Problem requirements. Please copy every line of the records below that holds the word "Rejected".

(Records provided begins)

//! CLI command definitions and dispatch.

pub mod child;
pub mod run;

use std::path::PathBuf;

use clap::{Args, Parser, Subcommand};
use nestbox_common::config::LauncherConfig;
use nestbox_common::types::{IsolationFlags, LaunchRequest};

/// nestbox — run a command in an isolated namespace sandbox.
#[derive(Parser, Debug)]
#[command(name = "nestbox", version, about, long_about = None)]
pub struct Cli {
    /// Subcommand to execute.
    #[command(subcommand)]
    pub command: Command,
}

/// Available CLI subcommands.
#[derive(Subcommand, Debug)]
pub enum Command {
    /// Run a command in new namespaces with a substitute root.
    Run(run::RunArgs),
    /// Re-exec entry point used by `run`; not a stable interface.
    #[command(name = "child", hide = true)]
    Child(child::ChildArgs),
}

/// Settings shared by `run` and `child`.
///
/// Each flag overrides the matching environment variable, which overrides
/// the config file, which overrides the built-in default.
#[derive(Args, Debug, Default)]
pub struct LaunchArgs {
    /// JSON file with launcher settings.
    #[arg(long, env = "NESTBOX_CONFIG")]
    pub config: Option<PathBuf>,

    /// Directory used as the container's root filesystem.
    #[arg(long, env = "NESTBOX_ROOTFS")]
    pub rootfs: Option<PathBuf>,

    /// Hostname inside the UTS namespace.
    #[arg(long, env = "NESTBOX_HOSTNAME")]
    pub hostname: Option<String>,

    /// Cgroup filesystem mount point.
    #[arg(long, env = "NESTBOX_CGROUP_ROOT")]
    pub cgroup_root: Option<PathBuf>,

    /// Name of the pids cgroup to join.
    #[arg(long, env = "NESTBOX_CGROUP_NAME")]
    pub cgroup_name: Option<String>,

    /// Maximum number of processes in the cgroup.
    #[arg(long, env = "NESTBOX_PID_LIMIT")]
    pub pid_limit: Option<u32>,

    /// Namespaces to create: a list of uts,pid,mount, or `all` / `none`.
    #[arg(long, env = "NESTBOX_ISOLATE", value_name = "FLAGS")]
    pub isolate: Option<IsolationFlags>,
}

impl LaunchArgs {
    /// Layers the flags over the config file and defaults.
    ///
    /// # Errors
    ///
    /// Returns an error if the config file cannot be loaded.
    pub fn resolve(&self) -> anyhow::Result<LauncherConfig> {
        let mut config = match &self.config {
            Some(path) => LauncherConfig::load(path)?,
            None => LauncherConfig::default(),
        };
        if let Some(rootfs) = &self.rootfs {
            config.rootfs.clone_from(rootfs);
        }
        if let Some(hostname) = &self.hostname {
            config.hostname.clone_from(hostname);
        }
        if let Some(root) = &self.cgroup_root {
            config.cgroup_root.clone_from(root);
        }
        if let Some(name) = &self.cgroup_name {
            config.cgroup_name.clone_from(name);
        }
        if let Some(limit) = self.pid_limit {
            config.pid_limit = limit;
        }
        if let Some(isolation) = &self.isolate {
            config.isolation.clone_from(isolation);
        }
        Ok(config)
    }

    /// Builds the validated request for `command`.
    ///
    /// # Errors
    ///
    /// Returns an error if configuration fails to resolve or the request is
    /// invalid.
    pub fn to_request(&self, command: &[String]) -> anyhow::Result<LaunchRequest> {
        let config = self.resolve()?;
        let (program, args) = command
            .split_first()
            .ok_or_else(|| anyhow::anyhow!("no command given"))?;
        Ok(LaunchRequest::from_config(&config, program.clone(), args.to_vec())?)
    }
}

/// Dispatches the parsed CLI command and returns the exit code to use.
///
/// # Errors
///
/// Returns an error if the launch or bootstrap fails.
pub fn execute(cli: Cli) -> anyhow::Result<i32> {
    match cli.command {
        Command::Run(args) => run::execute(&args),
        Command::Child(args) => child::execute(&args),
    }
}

(Records provided ends)
(Records provided begins)

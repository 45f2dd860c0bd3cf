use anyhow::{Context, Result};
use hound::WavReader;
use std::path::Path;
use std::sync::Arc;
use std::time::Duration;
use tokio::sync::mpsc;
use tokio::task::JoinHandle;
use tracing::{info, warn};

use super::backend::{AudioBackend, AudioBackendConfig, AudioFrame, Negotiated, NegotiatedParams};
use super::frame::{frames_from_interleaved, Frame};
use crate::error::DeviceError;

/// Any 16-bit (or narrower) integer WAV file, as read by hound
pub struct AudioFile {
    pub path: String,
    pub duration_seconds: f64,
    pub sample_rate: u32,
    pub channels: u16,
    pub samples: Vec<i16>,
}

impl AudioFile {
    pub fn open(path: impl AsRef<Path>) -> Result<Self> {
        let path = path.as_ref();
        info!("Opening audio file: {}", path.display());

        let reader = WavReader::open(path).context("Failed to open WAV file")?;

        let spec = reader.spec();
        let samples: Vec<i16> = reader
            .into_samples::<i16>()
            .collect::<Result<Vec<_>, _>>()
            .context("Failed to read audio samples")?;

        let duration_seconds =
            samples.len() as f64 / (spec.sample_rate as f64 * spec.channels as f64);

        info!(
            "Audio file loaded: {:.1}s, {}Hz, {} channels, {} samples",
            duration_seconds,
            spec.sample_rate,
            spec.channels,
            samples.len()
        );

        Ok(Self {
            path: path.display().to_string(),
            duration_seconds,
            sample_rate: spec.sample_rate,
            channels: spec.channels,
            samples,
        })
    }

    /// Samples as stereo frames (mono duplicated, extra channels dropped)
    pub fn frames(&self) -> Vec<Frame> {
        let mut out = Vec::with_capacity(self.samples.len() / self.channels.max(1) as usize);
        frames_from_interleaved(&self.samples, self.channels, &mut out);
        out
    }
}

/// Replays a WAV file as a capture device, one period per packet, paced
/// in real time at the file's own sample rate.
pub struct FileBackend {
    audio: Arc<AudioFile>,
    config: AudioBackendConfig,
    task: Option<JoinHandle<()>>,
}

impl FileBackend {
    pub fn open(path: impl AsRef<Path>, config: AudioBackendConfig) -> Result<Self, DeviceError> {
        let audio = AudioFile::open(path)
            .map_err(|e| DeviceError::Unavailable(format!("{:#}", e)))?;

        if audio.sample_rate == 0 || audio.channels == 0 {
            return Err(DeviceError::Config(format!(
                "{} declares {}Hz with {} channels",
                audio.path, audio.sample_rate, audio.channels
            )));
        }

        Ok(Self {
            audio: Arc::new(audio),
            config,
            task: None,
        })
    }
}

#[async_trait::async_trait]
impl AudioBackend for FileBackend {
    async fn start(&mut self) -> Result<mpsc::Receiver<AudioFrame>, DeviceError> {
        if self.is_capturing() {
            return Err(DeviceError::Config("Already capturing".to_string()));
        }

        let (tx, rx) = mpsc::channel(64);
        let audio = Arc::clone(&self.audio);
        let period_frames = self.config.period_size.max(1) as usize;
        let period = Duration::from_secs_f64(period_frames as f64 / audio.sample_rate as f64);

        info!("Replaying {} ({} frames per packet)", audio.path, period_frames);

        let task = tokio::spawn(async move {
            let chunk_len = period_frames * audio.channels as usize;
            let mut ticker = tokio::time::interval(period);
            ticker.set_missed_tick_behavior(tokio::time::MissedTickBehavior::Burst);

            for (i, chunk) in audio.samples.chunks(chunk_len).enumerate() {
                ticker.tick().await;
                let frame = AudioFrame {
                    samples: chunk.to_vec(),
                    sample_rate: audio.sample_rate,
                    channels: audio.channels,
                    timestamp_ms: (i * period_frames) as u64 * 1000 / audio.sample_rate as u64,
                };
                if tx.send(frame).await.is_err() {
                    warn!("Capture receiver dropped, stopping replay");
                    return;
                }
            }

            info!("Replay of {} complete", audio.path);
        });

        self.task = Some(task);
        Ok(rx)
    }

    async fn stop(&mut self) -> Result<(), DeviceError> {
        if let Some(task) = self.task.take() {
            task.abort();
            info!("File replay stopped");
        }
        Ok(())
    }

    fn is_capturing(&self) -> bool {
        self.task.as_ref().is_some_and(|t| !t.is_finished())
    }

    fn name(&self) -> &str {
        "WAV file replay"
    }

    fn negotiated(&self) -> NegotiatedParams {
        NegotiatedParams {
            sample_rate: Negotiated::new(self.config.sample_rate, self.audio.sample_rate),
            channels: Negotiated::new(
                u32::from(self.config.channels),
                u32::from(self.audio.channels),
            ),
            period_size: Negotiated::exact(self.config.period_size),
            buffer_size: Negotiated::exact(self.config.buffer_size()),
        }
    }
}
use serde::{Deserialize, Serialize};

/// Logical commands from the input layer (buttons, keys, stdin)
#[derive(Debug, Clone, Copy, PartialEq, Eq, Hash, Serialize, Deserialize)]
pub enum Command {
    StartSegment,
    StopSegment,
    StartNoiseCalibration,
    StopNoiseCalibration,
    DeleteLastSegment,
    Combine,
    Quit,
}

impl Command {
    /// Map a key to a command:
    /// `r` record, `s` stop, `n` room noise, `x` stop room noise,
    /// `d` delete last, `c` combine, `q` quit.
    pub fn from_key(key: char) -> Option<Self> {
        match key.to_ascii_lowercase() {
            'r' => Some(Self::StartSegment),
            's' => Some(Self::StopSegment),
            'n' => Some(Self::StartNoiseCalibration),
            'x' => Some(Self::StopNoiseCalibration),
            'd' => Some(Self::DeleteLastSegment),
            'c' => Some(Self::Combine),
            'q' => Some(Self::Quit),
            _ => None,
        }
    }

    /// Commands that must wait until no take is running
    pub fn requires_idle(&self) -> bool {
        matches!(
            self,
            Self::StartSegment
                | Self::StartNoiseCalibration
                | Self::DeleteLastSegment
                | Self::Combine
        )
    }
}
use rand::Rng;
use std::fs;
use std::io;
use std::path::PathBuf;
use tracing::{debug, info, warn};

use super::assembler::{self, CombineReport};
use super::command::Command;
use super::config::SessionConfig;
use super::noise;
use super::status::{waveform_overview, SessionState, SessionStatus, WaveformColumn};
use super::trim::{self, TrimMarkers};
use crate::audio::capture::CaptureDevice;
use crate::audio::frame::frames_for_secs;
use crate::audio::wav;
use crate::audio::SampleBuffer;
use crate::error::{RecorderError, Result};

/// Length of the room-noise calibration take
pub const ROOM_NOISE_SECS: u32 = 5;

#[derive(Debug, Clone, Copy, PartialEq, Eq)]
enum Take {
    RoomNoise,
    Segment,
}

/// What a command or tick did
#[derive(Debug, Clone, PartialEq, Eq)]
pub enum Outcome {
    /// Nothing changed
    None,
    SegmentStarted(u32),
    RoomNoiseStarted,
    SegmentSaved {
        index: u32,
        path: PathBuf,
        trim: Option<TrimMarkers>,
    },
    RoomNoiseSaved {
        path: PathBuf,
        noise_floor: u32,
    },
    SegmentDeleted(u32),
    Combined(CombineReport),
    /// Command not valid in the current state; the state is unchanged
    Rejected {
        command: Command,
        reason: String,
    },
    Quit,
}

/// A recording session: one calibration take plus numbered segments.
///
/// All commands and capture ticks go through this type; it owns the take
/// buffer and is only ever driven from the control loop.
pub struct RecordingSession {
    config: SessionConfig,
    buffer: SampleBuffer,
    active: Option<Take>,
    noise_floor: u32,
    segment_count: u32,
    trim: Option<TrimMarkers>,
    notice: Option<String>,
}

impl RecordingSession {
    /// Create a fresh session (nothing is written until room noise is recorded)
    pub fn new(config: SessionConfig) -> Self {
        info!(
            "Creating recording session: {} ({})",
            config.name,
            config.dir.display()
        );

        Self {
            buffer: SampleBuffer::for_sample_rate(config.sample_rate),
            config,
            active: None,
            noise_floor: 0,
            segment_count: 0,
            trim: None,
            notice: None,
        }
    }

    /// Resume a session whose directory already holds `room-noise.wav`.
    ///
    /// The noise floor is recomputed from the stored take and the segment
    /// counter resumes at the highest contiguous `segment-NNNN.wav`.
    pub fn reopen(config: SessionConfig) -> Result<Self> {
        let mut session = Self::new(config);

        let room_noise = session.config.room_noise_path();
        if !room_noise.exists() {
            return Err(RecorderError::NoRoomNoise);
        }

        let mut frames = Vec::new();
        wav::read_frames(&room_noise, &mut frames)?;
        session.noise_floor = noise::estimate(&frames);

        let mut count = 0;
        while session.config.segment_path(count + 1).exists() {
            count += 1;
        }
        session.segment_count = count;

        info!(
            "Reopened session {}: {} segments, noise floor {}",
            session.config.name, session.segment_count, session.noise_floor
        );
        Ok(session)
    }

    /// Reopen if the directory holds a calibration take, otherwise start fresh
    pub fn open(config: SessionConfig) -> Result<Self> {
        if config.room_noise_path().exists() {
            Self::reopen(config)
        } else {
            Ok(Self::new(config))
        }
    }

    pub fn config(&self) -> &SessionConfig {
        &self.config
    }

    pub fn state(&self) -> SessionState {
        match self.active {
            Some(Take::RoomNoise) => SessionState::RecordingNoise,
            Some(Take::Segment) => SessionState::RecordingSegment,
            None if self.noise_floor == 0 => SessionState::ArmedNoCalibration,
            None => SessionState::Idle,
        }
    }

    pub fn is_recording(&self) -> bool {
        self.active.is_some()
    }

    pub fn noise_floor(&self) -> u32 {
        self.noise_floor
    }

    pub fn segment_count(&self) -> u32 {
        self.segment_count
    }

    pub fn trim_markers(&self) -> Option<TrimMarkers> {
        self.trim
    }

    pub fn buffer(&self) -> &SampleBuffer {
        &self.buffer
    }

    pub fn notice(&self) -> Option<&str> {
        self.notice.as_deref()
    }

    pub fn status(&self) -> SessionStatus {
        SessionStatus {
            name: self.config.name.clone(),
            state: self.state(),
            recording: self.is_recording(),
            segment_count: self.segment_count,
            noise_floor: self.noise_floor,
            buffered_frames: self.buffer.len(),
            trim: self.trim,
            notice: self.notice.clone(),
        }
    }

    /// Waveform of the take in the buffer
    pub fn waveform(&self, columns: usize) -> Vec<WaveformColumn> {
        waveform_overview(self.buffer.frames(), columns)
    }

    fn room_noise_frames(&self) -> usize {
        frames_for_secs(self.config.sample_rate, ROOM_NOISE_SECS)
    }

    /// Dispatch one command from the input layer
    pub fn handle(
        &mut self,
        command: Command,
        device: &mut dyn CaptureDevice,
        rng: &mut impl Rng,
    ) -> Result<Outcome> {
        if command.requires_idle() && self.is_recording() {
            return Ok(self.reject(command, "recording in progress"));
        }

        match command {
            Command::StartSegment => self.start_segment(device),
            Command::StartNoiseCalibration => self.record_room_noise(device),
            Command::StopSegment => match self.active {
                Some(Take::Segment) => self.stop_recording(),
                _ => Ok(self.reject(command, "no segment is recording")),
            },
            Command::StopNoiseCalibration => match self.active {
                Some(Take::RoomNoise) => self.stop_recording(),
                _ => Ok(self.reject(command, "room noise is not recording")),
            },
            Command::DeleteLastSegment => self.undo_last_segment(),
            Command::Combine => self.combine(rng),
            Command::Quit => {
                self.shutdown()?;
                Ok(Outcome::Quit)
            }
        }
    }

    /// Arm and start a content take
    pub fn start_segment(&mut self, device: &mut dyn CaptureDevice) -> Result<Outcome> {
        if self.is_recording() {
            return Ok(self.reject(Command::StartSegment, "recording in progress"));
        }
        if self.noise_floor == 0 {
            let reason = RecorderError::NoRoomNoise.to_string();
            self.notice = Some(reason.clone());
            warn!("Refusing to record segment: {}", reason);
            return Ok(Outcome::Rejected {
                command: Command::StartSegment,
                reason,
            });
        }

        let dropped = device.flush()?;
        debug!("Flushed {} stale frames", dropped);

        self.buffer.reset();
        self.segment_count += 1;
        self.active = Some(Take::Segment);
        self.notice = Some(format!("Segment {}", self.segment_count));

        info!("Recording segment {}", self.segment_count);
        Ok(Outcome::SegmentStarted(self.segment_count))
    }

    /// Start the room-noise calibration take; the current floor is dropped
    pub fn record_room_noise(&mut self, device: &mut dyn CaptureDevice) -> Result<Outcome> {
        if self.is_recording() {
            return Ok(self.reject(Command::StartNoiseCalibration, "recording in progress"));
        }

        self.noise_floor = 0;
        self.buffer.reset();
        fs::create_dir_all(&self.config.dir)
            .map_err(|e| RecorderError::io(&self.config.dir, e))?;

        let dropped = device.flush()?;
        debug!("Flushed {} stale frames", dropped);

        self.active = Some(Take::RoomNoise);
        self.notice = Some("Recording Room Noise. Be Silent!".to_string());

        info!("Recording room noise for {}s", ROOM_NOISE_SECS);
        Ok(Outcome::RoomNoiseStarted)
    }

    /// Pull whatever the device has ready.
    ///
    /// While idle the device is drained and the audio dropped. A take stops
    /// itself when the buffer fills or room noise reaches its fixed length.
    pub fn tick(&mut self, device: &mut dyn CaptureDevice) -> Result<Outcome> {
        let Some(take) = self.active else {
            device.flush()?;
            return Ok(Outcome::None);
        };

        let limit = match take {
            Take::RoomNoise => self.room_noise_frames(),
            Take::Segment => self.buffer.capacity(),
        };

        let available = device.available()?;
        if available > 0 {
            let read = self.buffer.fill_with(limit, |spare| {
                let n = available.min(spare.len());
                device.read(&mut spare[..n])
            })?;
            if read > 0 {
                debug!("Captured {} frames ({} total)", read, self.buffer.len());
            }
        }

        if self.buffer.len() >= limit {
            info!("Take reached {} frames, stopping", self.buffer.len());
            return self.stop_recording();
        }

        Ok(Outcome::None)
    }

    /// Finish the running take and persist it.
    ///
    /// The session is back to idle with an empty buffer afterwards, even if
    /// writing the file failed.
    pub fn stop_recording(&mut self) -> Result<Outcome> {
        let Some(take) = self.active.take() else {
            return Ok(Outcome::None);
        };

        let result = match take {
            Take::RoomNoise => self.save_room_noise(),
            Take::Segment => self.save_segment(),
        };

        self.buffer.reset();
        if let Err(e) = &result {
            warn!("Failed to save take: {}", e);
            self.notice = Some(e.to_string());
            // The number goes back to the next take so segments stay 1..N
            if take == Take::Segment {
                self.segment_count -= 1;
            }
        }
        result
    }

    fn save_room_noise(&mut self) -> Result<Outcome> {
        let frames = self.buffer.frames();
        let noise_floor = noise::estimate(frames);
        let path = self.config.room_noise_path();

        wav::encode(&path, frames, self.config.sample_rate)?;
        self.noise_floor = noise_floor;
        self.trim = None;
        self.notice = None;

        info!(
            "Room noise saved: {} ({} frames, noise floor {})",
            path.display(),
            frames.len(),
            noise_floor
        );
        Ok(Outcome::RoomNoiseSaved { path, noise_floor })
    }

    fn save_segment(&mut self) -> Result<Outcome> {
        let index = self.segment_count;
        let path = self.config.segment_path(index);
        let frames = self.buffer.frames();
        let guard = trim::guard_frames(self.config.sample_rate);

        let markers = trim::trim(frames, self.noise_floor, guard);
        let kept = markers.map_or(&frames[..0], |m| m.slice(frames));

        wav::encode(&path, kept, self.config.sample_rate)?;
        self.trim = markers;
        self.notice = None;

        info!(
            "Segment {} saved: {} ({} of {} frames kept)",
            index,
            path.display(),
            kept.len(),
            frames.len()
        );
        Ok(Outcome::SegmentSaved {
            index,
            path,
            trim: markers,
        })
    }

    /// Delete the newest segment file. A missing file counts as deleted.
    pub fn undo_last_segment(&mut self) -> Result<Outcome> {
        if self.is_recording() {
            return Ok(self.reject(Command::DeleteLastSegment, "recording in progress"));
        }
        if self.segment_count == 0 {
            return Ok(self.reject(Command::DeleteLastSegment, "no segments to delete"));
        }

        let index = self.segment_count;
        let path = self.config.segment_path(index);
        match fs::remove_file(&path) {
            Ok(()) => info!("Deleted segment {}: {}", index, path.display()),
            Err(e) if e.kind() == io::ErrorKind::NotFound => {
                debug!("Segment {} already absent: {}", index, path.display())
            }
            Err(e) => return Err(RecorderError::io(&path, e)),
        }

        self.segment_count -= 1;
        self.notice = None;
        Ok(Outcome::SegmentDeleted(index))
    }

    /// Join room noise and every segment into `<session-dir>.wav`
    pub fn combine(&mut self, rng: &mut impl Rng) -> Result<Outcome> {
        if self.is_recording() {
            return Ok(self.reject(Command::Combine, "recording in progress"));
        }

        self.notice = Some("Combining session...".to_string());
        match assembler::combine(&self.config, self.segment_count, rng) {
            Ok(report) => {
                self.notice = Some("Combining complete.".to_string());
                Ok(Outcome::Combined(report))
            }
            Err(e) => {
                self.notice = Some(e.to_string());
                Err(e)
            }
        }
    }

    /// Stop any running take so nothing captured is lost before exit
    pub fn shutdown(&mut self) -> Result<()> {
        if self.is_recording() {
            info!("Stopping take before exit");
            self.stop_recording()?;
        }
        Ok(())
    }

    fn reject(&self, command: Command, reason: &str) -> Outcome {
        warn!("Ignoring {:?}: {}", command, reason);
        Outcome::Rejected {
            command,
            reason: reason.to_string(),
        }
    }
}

(Records provided ends)
(Records provided begins)

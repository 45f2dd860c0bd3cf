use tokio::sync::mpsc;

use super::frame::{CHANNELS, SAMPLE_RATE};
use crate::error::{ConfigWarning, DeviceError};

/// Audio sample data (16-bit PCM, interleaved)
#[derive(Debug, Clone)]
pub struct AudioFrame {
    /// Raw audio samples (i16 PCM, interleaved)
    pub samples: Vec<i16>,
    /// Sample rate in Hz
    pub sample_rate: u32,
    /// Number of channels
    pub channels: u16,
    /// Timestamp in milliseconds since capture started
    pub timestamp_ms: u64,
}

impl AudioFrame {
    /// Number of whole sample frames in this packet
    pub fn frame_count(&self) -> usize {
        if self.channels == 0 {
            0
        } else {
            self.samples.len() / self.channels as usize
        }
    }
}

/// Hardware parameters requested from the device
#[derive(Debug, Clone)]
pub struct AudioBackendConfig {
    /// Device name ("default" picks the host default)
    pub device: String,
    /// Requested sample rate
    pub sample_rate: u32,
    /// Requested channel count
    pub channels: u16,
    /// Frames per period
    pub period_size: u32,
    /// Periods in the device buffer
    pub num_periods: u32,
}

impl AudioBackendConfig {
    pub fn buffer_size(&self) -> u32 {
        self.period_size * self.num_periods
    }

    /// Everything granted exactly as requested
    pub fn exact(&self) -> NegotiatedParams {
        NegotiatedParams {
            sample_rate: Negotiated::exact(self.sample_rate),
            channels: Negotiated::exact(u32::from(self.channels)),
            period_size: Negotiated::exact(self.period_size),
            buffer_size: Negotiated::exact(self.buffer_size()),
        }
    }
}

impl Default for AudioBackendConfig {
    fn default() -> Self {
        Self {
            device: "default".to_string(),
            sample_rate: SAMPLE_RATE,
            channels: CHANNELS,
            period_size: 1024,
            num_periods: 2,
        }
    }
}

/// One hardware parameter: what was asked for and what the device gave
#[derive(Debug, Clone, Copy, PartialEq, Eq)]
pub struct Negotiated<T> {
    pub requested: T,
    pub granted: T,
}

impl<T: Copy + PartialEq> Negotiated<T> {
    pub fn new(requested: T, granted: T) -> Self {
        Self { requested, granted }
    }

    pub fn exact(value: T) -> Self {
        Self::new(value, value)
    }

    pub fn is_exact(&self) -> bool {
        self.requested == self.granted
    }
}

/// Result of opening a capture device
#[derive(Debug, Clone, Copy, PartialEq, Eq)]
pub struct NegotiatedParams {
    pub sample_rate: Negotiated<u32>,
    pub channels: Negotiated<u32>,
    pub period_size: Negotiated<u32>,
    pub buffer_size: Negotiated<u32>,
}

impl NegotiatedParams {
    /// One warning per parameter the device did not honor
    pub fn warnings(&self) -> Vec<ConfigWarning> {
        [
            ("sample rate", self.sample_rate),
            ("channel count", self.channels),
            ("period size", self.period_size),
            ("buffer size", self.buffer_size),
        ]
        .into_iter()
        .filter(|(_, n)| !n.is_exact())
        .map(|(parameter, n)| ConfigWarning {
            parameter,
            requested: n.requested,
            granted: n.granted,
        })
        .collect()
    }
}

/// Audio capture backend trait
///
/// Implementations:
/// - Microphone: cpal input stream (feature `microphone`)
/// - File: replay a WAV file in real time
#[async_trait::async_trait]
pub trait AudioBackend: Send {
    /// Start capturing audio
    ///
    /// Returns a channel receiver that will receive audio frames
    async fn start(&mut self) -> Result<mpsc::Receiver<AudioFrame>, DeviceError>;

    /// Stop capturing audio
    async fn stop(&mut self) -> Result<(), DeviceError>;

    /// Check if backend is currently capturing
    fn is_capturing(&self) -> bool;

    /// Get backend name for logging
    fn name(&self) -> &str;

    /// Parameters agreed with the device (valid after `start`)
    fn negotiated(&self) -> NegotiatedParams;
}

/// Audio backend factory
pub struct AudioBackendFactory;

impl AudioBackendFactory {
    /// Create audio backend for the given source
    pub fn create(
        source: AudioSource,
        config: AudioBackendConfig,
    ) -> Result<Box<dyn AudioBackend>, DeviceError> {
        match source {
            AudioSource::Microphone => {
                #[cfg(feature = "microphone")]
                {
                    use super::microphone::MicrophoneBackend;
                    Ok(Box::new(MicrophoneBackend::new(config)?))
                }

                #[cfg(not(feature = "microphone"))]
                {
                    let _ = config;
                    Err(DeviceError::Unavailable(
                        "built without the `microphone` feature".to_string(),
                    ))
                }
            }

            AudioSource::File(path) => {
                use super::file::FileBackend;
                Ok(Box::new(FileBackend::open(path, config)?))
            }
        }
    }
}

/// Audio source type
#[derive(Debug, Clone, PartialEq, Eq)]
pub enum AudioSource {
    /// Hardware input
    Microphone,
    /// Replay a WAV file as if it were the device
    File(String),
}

(Records provided ends)

Solution for this problem.
    Rejected {
            return Ok(Outcome::Rejected {
        Outcome::Rejected {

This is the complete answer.